**** Provided information
//! ORDER BY comparison and the k-way merge head.

use serde_json::Value;
use std::cmp::Ordering;
use std::sync::Arc;

use crate::models::{Document, OrderByItem, SortOrder};

/// Sort key of one document: one entry per ORDER BY item, `None` when undefined.
pub type SortKey = Vec<Option<Value>>;

/// Extracts the sort key of a document.
pub fn sort_key(document: &Document, order_by: &[OrderByItem]) -> SortKey {
    order_by
        .iter()
        .map(|item| value_at(document, &item.path).cloned())
        .collect()
}

/// Looks up a nested property by a path such as `/a/b`.
pub fn value_at<'a>(document: &'a Document, path: &str) -> Option<&'a Value> {
    let mut segments = path.trim_start_matches('/').split('/');
    let mut current = document.get(segments.next()?);
    for segment in segments {
        current = current?.get(segment);
    }
    current
}

/// Orders values the way the service does: undefined, null, booleans, numbers,
/// strings, arrays, objects.
pub fn compare_values(a: Option<&Value>, b: Option<&Value>) -> Ordering {
    let rank = type_rank(a).cmp(&type_rank(b));
    if rank != Ordering::Equal {
        return rank;
    }

    match (a, b) {
        (Some(Value::Bool(x)), Some(Value::Bool(y))) => x.cmp(y),
        (Some(Value::Number(x)), Some(Value::Number(y))) => {
            let x = x.as_f64().unwrap_or(f64::NAN);
            let y = y.as_f64().unwrap_or(f64::NAN);
            x.partial_cmp(&y).unwrap_or(Ordering::Equal)
        }
        (Some(Value::String(x)), Some(Value::String(y))) => x.cmp(y),
        (Some(x @ Value::Array(_)), Some(y @ Value::Array(_)))
        | (Some(x @ Value::Object(_)), Some(y @ Value::Object(_))) => {
            x.to_string().cmp(&y.to_string())
        }
        _ => Ordering::Equal,
    }
}

fn type_rank(value: Option<&Value>) -> u8 {
    match value {
        None => 0,
        Some(Value::Null) => 1,
        Some(Value::Bool(_)) => 2,
        Some(Value::Number(_)) => 3,
        Some(Value::String(_)) => 4,
        Some(Value::Array(_)) => 5,
        Some(Value::Object(_)) => 6,
    }
}

/// Compares two sort keys honoring each item's direction.
pub fn compare_keys(a: &[Option<Value>], b: &[Option<Value>], order_by: &[OrderByItem]) -> Ordering {
    for ((x, y), item) in a.iter().zip(b.iter()).zip(order_by.iter()) {
        let ord = compare_values(x.as_ref(), y.as_ref());
        let ord = match item.order {
            SortOrder::Ascending => ord,
            SortOrder::Descending => ord.reverse(),
        };
        if ord != Ordering::Equal {
            return ord;
        }
    }
    Ordering::Equal
}

/// The buffered head item of one range, as seen by the merge heap.
///
/// `BinaryHeap` is a max-heap, so the ordering is inverted: the entry that sorts
/// first compares greatest. Ties go to the range with the lower `min_inclusive`.
#[derive(Debug, Clone)]
pub(crate) struct MergeHead {
    pub(crate) key: SortKey,
    pub(crate) min_inclusive: String,
    pub(crate) cursor_id: u64,
    pub(crate) order_by: Arc<[OrderByItem]>,
}

impl Ord for MergeHead {
    fn cmp(&self, other: &Self) -> Ordering {
        compare_keys(&self.key, &other.key, &self.order_by)
            .then_with(|| self.min_inclusive.cmp(&other.min_inclusive))
            .then_with(|| self.cursor_id.cmp(&other.cursor_id))
            .reverse()
    }
}

impl PartialOrd for MergeHead {
    fn partial_cmp(&self, other: &Self) -> Option<Ordering> {
        Some(self.cmp(other))
    }
}

impl PartialEq for MergeHead {
    fn eq(&self, other: &Self) -> bool {
        self.cmp(other) == Ordering::Equal
    }
}

impl Eq for MergeHead {}

#[cfg(test)]
mod tests {
    use super::*;
    use serde_json::json;
    use std::collections::BinaryHeap;

    fn asc(path: &str) -> OrderByItem {
        OrderByItem {
            path: path.to_string(),
            order: SortOrder::Ascending,
        }
    }

    #[test]
    fn test_type_ordering() {
        let null = json!(null);
        let num = json!(1);
        let text = json!("a");
        assert_eq!(compare_values(None, Some(&null)), Ordering::Less);
        assert_eq!(compare_values(Some(&null), Some(&num)), Ordering::Less);
        assert_eq!(compare_values(Some(&num), Some(&text)), Ordering::Less);
        assert_eq!(compare_values(Some(&json!(2.5)), Some(&json!(10))), Ordering::Less);
    }

    #[test]
    fn test_descending_reverses() {
        let order_by = [OrderByItem {
            path: "/n".to_string(),
            order: SortOrder::Descending,
        }];
        let a = vec![Some(json!(1))];
        let b = vec![Some(json!(2))];
        assert_eq!(compare_keys(&a, &b, &order_by), Ordering::Greater);
    }

    #[test]
    fn test_sort_key_nested_and_missing() {
        let doc = json!({"a": {"b": 3}});
        let key = sort_key(doc.as_object().unwrap(), &[asc("/a/b"), asc("/missing")]);
        assert_eq!(key, vec![Some(json!(3)), None]);
    }

    #[test]
    fn test_heap_pops_smallest_then_lowest_range() {
        let order_by: Arc<[OrderByItem]> = vec![asc("/n")].into();
        let head = |n: i64, min: &str, id: u64| MergeHead {
            key: vec![Some(json!(n))],
            min_inclusive: min.to_string(),
            cursor_id: id,
            order_by: order_by.clone(),
        };

        let mut heap = BinaryHeap::new();
        heap.push(head(5, "", 0));
        heap.push(head(2, "8000000000000000", 1));
        heap.push(head(2, "4000000000000000", 2));

        let order: Vec<u64> = std::iter::from_fn(|| heap.pop().map(|h| h.cursor_id)).collect();
        assert_eq!(order, vec![2, 1, 0]);
    }
}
********
_Task objective_:
For every line in the data above that holds "entry", return the line itself.

_Solution to the exercise_:
/// Sort key of one document: one entry per ORDER BY item, `None` when undefined.
/// `BinaryHeap` is a max-heap, so the ordering is inverted: the entry that sorts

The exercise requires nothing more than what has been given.